Antigenic surveillance of the influenza virus by mass spectrometry.

Abstract

The use of a mass spectrometric-based immunoassay to survey the antigenic identity of a type A influenza strain is described. Antigenic surveillance of the influenza virus remains a critical step in the identification of new viral strains and the subsequent use of such strains or synthetic constructs in vaccine preparations. The immunoassay is shown to be capable of detecting a determinant of a single hemagglutinin antigen, responsible for the initial stages of infection, in a mixture of viral proteins with high sensitivity and specificity.
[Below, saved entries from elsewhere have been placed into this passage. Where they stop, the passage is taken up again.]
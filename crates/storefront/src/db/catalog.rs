//! Catalog lookups against the `storefront.product` tables.

use std::collections::HashMap;

use async_trait::async_trait;
use sqlx::PgPool;
use tracing::debug;

use cartwright_core::{ProductId, VariantId};

use crate::cart::catalog::{Catalog, ProductSummary, VariantSummary};
use crate::cart::error::Result;

#[derive(Debug, sqlx::FromRow)]
struct ProductRow {
    id: i32,
    handle: String,
    title: String,
    image_url: Option<String>,
}

#[derive(Debug, sqlx::FromRow)]
struct VariantRow {
    id: i32,
    product_id: i32,
    title: String,
}

/// Catalog backed by `PostgreSQL`.
#[derive(Debug, Clone)]
pub struct PgCatalog {
    pool: PgPool,
}

impl PgCatalog {
    #[must_use]
    pub const fn new(pool: PgPool) -> Self {
        Self { pool }
    }
}

#[async_trait]
impl Catalog for PgCatalog {
    async fn product_exists(&self, product_id: ProductId) -> Result<bool> {
        let (exists,): (bool,) =
            sqlx::query_as("SELECT EXISTS (SELECT 1 FROM storefront.product WHERE id = $1)")
                .bind(product_id.as_i32())
                .fetch_one(&self.pool)
                .await?;
        Ok(exists)
    }

    async fn variant_belongs_to_product(
        &self,
        variant_id: VariantId,
        product_id: ProductId,
    ) -> Result<bool> {
        let (exists,): (bool,) = sqlx::query_as(
            r"
            SELECT EXISTS (
                SELECT 1 FROM storefront.product_variant
                WHERE id = $1 AND product_id = $2
            )
            ",
        )
        .bind(variant_id.as_i32())
        .bind(product_id.as_i32())
        .fetch_one(&self.pool)
        .await?;
        Ok(exists)
    }

    async fn summaries(&self, product_ids: &[ProductId]) -> Result<Vec<ProductSummary>> {
        let ids: Vec<i32> = product_ids.iter().map(ProductId::as_i32).collect();

        let products: Vec<ProductRow> = sqlx::query_as(
            r"
            SELECT id, handle, title, image_url
            FROM storefront.product
            WHERE id = ANY($1)
            ",
        )
        .bind(&ids)
        .fetch_all(&self.pool)
        .await?;

        let variants: Vec<VariantRow> = sqlx::query_as(
            r"
            SELECT id, product_id, title
            FROM storefront.product_variant
            WHERE product_id = ANY($1)
            ORDER BY product_id, position, id
            ",
        )
        .bind(&ids)
        .fetch_all(&self.pool)
        .await?;

        let mut variants_by_product: HashMap<i32, Vec<VariantSummary>> = HashMap::new();
        for variant in variants {
            variants_by_product
                .entry(variant.product_id)
                .or_default()
                .push(VariantSummary {
                    id: VariantId::new(variant.id),
                    title: variant.title,
                });
        }

        debug!(
            requested = ids.len(),
            found = products.len(),
            "Loaded product summaries"
        );

        Ok(products
            .into_iter()
            .map(|product| ProductSummary {
                id: ProductId::new(product.id),
                handle: product.handle,
                title: product.title,
                image_url: product.image_url,
                variants: variants_by_product.remove(&product.id).unwrap_or_default(),
            })
            .collect())
    }
}
//! Storefront configuration loaded from environment variables.
//!
//! # Environment Variables
//!
//! ## Required
//! - `STOREFRONT_DATABASE_URL` - `PostgreSQL` connection string (falls back to `DATABASE_URL`)
//! - `STOREFRONT_BASE_URL` - Public URL for the storefront; `https` enables `Secure` cookies
//!
//! ## Optional
//! - `STOREFRONT_HOST` - Bind address (default: 127.0.0.1)
//! - `STOREFRONT_PORT` - Listen port (default: 3000)
//! - `CART_ANONYMOUS_COOKIE` - Anonymous cart cookie name (default: `cw_cart`)
//! - `CART_AUTH_COOKIE` - Session-token cookie name (default: `cw_session`)
//! - `CART_ANONYMOUS_COOKIE_DAYS` - Anonymous cookie lifetime, 1 to 3650 (default: 30)
//! - `CART_CONFLICT_ATTEMPTS` - Attempts per cart operation on write conflicts (default: 3, min: 2)
//! - `SENTRY_DSN` - Sentry error tracking DSN
//! - `SENTRY_ENVIRONMENT` - Sentry environment name
//! - `SENTRY_SAMPLE_RATE` - Error sample rate (default: 1.0)
//! - `SENTRY_TRACES_SAMPLE_RATE` - Transaction sample rate (default: 0.1)

use std::net::{IpAddr, SocketAddr};
use std::str::FromStr;

use secrecy::SecretString;
use thiserror::Error;
use url::Url;

use crate::cart::identity::{
    ANONYMOUS_COOKIE_DAYS, ANONYMOUS_COOKIE_NAME, AUTH_COOKIE_NAME, CookieSettings,
};
use crate::cart::{DEFAULT_CONFLICT_ATTEMPTS, MIN_CONFLICT_ATTEMPTS};

/// Longest accepted anonymous cookie lifetime, ten years.
pub const MAX_ANONYMOUS_COOKIE_DAYS: i64 = 3650;

/// Configuration errors that can occur during loading.
#[derive(Debug, Error)]
pub enum ConfigError {
    #[error("Missing environment variable: {0}")]
    MissingEnvVar(String),
    #[error("Invalid environment variable {0}: {1}")]
    InvalidEnvVar(String, String),
}

/// Storefront application configuration.
#[derive(Debug, Clone)]
pub struct StorefrontConfig {
    /// `PostgreSQL` database connection URL (contains password)
    pub database_url: SecretString,
    /// IP address to bind the server to
    pub host: IpAddr,
    /// Port to listen on
    pub port: u16,
    /// Public base URL for the storefront
    pub base_url: Url,
    /// Cart cookies and retry policy
    pub cart: CartConfig,
    /// Error tracking
    pub sentry: SentryConfig,
}

/// Cart engine settings.
#[derive(Debug, Clone, PartialEq, Eq)]
pub struct CartConfig {
    /// Cookie carrying the anonymous session id
    pub anonymous_cookie: String,
    /// Cookie carrying the session token
    pub auth_cookie: String,
    /// Lifetime of a newly minted anonymous cookie, in days
    pub anonymous_cookie_days: i64,
    /// Attempts per operation when a write conflict occurs
    pub conflict_attempts: u32,
}

impl Default for CartConfig {
    fn default() -> Self {
        Self {
            anonymous_cookie: ANONYMOUS_COOKIE_NAME.to_owned(),
            auth_cookie: AUTH_COOKIE_NAME.to_owned(),
            anonymous_cookie_days: ANONYMOUS_COOKIE_DAYS,
            conflict_attempts: DEFAULT_CONFLICT_ATTEMPTS,
        }
    }
}

/// Sentry settings.
#[derive(Debug, Clone, PartialEq)]
pub struct SentryConfig {
    /// Sentry DSN; tracking is disabled when unset
    pub dsn: Option<String>,
    /// Environment reported with events
    pub environment: Option<String>,
    /// Fraction of errors sent
    pub sample_rate: f32,
    /// Fraction of transactions sent
    pub traces_sample_rate: f32,
}

impl Default for SentryConfig {
    fn default() -> Self {
        Self {
            dsn: None,
            environment: None,
            sample_rate: 1.0,
            traces_sample_rate: 0.1,
        }
    }
}

impl StorefrontConfig {
    /// Load configuration from environment variables.
    ///
    /// Calls `dotenvy::dotenv()` to load from `.env` file if present.
    ///
    /// # Errors
    ///
    /// Returns `ConfigError` if required variables are missing or invalid.
    pub fn from_env() -> Result<Self, ConfigError> {
        // Load .env file if present (ignore errors if not found)
        let _ = dotenvy::dotenv();

        Self::from_lookup(|key| std::env::var(key).ok())
    }

    /// Load configuration from an arbitrary variable source.
    ///
    /// # Errors
    ///
    /// Returns `ConfigError` if required variables are missing or invalid.
    pub fn from_lookup(lookup: impl Fn(&str) -> Option<String>) -> Result<Self, ConfigError> {
        let env = Env(&lookup);

        let database_url = env.database_url("STOREFRONT_DATABASE_URL")?;
        let host = env.parsed_or("STOREFRONT_HOST", IpAddr::from([127, 0, 0, 1]))?;
        let port = env.parsed_or("STOREFRONT_PORT", 3000_u16)?;
        let base_url = env.required("STOREFRONT_BASE_URL").and_then(|raw| {
            Url::parse(&raw).map_err(|e| {
                ConfigError::InvalidEnvVar("STOREFRONT_BASE_URL".to_string(), e.to_string())
            })
        })?;

        Ok(Self {
            database_url,
            host,
            port,
            base_url,
            cart: CartConfig::from_env(&env)?,
            sentry: SentryConfig::from_env(&env)?,
        })
    }

    /// Returns the socket address for binding the server.
    #[must_use]
    pub const fn socket_addr(&self) -> SocketAddr {
        SocketAddr::new(self.host, self.port)
    }

    /// Whether the storefront is served over HTTPS.
    #[must_use]
    pub fn is_https(&self) -> bool {
        self.base_url.scheme() == "https"
    }

    /// Cookie settings for the identity resolver.
    #[must_use]
    pub fn cookie_settings(&self) -> CookieSettings {
        CookieSettings {
            anonymous_name: self.cart.anonymous_cookie.clone(),
            auth_name: self.cart.auth_cookie.clone(),
            anonymous_max_age_days: self.cart.anonymous_cookie_days,
            secure: self.is_https(),
        }
    }
}

impl CartConfig {
    fn from_env(env: &Env<'_>) -> Result<Self, ConfigError> {
        let defaults = Self::default();

        let anonymous_cookie = env.or_default("CART_ANONYMOUS_COOKIE", &defaults.anonymous_cookie);
        let auth_cookie = env.or_default("CART_AUTH_COOKIE", &defaults.auth_cookie);
        if anonymous_cookie == auth_cookie {
            return Err(ConfigError::InvalidEnvVar(
                "CART_AUTH_COOKIE".to_string(),
                "must differ from CART_ANONYMOUS_COOKIE".to_string(),
            ));
        }

        let anonymous_cookie_days =
            env.parsed_or("CART_ANONYMOUS_COOKIE_DAYS", defaults.anonymous_cookie_days)?;
        if !(1..=MAX_ANONYMOUS_COOKIE_DAYS).contains(&anonymous_cookie_days) {
            return Err(ConfigError::InvalidEnvVar(
                "CART_ANONYMOUS_COOKIE_DAYS".to_string(),
                format!("must be between 1 and {MAX_ANONYMOUS_COOKIE_DAYS}"),
            ));
        }

        let conflict_attempts =
            env.parsed_or("CART_CONFLICT_ATTEMPTS", defaults.conflict_attempts)?;
        if conflict_attempts < MIN_CONFLICT_ATTEMPTS {
            return Err(ConfigError::InvalidEnvVar(
                "CART_CONFLICT_ATTEMPTS".to_string(),
                format!("must be at least {MIN_CONFLICT_ATTEMPTS}"),
            ));
        }

        Ok(Self {
            anonymous_cookie,
            auth_cookie,
            anonymous_cookie_days,
            conflict_attempts,
        })
    }
}

impl SentryConfig {
    fn from_env(env: &Env<'_>) -> Result<Self, ConfigError> {
        let defaults = Self::default();
        Ok(Self {
            dsn: env.optional("SENTRY_DSN"),
            environment: env.optional("SENTRY_ENVIRONMENT"),
            sample_rate: env.rate_or("SENTRY_SAMPLE_RATE", defaults.sample_rate)?,
            traces_sample_rate: env
                .rate_or("SENTRY_TRACES_SAMPLE_RATE", defaults.traces_sample_rate)?,
        })
    }
}

// =============================================================================
// Helper Functions
// =============================================================================

/// Variable source used while loading.
struct Env<'a>(&'a dyn Fn(&str) -> Option<String>);

impl Env<'_> {
    /// Get an optional variable; empty values count as unset.
    fn optional(&self, key: &str) -> Option<String> {
        (self.0)(key).filter(|value| !value.trim().is_empty())
    }

    /// Get a required variable.
    fn required(&self, key: &str) -> Result<String, ConfigError> {
        self.optional(key)
            .ok_or_else(|| ConfigError::MissingEnvVar(key.to_string()))
    }

    /// Get a variable with a default value.
    fn or_default(&self, key: &str, default: &str) -> String {
        self.optional(key).unwrap_or_else(|| default.to_string())
    }

    /// Parse a variable, falling back to `default` when unset.
    fn parsed_or<T>(&self, key: &str, default: T) -> Result<T, ConfigError>
    where
        T: FromStr,
        T::Err: std::fmt::Display,
    {
        self.optional(key).map_or(Ok(default), |raw| {
            raw.trim()
                .parse::<T>()
                .map_err(|e| ConfigError::InvalidEnvVar(key.to_string(), e.to_string()))
        })
    }

    /// Parse a sample rate in `0.0..=1.0`.
    fn rate_or(&self, key: &str, default: f32) -> Result<f32, ConfigError> {
        let rate = self.parsed_or(key, default)?;
        if (0.0..=1.0).contains(&rate) {
            Ok(rate)
        } else {
            Err(ConfigError::InvalidEnvVar(
                key.to_string(),
                format!("must be between 0.0 and 1.0 (got {rate})"),
            ))
        }
    }

    /// Get database URL with fallback to generic `DATABASE_URL` (used by Fly.io postgres attach).
    fn database_url(&self, primary_key: &str) -> Result<SecretString, ConfigError> {
        self.optional(primary_key)
            .or_else(|| self.optional("DATABASE_URL"))
            .map(SecretString::from)
            .ok_or_else(|| ConfigError::MissingEnvVar(primary_key.to_string()))
    }
}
The determinant comprises residues 207-225 of the hemagglutinin HA1 chain of the type A strain which occupies a highly accessible region of beta-sheet atop the antigen. Peptide determinants are identified without the need to immobilize antibody or isolate antibody-peptide complexes which are shown to be preserved during mass spectrometric analysis. This immunoassay achieves optimal sensitivity (femtomole level) with minimal sample handling and is amenable to high sample throughput and automation. Determinants are identified by a direct comparison of the matrix-assisted laser desorption ionization mass spectra obtained for an antibody reaction mixture and unreacted control. The sequence and antigenic identity of a component antigen can be rapidly identified by searching protein databases with the mass spectral data in conjunction with tandem mass spectrometric sequencing.